This research has been supported by grants from the National Science Foundation (SES 9012925), the University of California Systemwide Biotechnology Research and Education Program, and the University of California's Pacific Rim Research Program. We acknowledge very useful comments on earlier versions from Woon Gyu Choi, Harold Demsetz, Erwin Diewert, Mark Grady, Zvi Griliches, Rebecca Henderson, Joshua Lerner, Marvin B. Lieberman, Richard R. Nelson, Maximo Torero, J. Fred Weston and participants in seminars at M.I.T., the 1995 National Bureau of Economic Research (NBER) Summer Institute on Productivity, and UCLA. The authors thank Woon Gyu Choi who provided program code used to estimate a modified two-stage Heckman procedure, Keunkwan Ryu who provided helpful advice on its implementation, and Jeffrey M. Wooldridge for his good counsel on implementing his procedure for correcting the poisson variance-covariance matrix estimates in LIMDEP. We are indebted to a remarkably talented team of postdoctoral fellows Zhong Deng, Julia Liebeskind, and Yusheng Peng and research assistants Paul J. Alapat, Lynda J. Kim, Kerry Knight, Edmundo Murrugara, Amalya Oliver, Alan Paul, Erika Rick, and Maximo Torero. This paper is a part of the NBER's research program in Productivity. Any opinions expressed are those of the authors and not those of UCLA or the NBER.
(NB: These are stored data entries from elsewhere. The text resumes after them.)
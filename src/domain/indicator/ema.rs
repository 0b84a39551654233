//! Exponential Moving Average indicator.
//!
//! k = 2/(n+1), seed with the SMA of the first n defined values, then
//! EMA[i] = V[i]*k + EMA[i-1]*(1-k).
//! Leading gaps shift the warmup; an interior gap yields an undefined bar and
//! leaves the running average untouched.

use crate::domain::indicator::Column;

pub fn calculate_ema(values: &[Option<f64>], period: usize) -> Column {
    if period == 0 {
        return vec![None; values.len()];
    }

    let k = 2.0 / (period as f64 + 1.0);
    let mut out = Vec::with_capacity(values.len());
    let mut seen = 0usize;
    let mut sum = 0.0;
    let mut ema: Option<f64> = None;

    for value in values {
        let Some(v) = *value else {
            out.push(None);
            continue;
        };

        match ema {
            Some(prev) => {
                let next = v * k + prev * (1.0 - k);
                ema = Some(next);
                out.push(Some(next));
            }
            None => {
                seen += 1;
                sum += v;
                if seen == period {
                    let seed = sum / period as f64;
                    ema = Some(seed);
                    out.push(Some(seed));
                } else {
                    out.push(None);
                }
            }
        }
    }

    out
}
1. On the former see, for example, Paul M. Romer [1986; 1990], Gene M. Grossman and Elhanan Helpman [1991], David T. Coe and Helpman [1995], Coe, Helpman, and Alexander W. Hoffmaister [1997], and Jonathan Eaton and Samuel Kortum [1994; 1995].

2. Nancy S. Dorfman [1988], Bryan D. Jones and Arnold Vedlitz [1988], Raymond W. Smilor, George Kozmetsky, and David V. Gibson [1988], Neil Bania, Randall Eberts, and Michael Fogarty [1993], and James D. Adams and Jaffe [1994] also indicate geographic localization of knowledge spillovers. There are, of course, other important sources of geographic agglomeration (see, for example, Keith Head, John Ries, and Deborah Swenson [1994]).

3. These firms include both new biotechnology firms formed to exploit the new technologies and divisions, subsidiaries, or other units of incumbent finns which adopt the new biotechnology.

4. Philippe Aghion and Jean Tirole [1994] have begun a complementary research program examining the effects of necessarily incomplete contracts upon the organization of R&D activities where inventing employees may opportunistically appropriate successful discoveries. We note that Stanford and the University of California earned very substantial amounts of money from the Cohen-Boyer patent on the founding discovery of biotechnology, but at least one of the discoverers has realized an order of magnitude higher return on the equity positions obtained with his knowledge of how to actually apply their discovery.

5. See Griliches [1992, S31-S33] on the pitfalls along the path of narrowly focussed research.

6. See Tables A.4 and A.5 in Zucker, Darby, and Armstrong [1994] for more examples.

7. Cohen, Chang, Boyer, and Helling [1973].

8. The other basic technology is cell fusion (also termed monoclonal antibodies, MABs, or hybridomas) in which lymphocytes are fused with myeloma cells to create rapidly proliferating antibody-producing cells. Robert D. Sindelar [1992; 1993] provides a useful introduction to these applications in the pharmaceutical industry. Sindelar [1992, 3-4] notes in reference to pharmaceuticals that modern biotechnological techniques can be divided "into three broad areas. ..." Recombinant DNA techniques "take identified gene sequences from one organism and place them functionally into another to permit the production of protein medicines such as human insulin, alpha interferon, and colony-stimulating factors. Second, methodologies have been developed for producing monoclonal antibodies, ultrasensitive immune system-derived cells designed to recognize specific substances known as antigens that are uniquely associated with chemicals found in foreign organisms and/or humans. Developments in this field have led to their use as diagnostic agents for laboratory and home use in pregnancy tests and ovulation prediction kits and in the design of site-directed drugs such as OKT-3 for kidney transplant rejection. Finally, the development of technologies to study DND-DNA and DNA-RNA interactions has led to the formation of DNA probes (antisense technology) for a variety of research purposes with potential uses as diagnostics and therapeutics."

9. In California, a relatively small number of star scientists list affiliations with a third category of organizations: research institutes and hospitals. Since these organizations are not generally considered in studies of geographically localized knowledge spillovers and there are no significant linkages between their stars and firms, we focus in this paper exclusively on stars who are located at some time in at least one California university or firm.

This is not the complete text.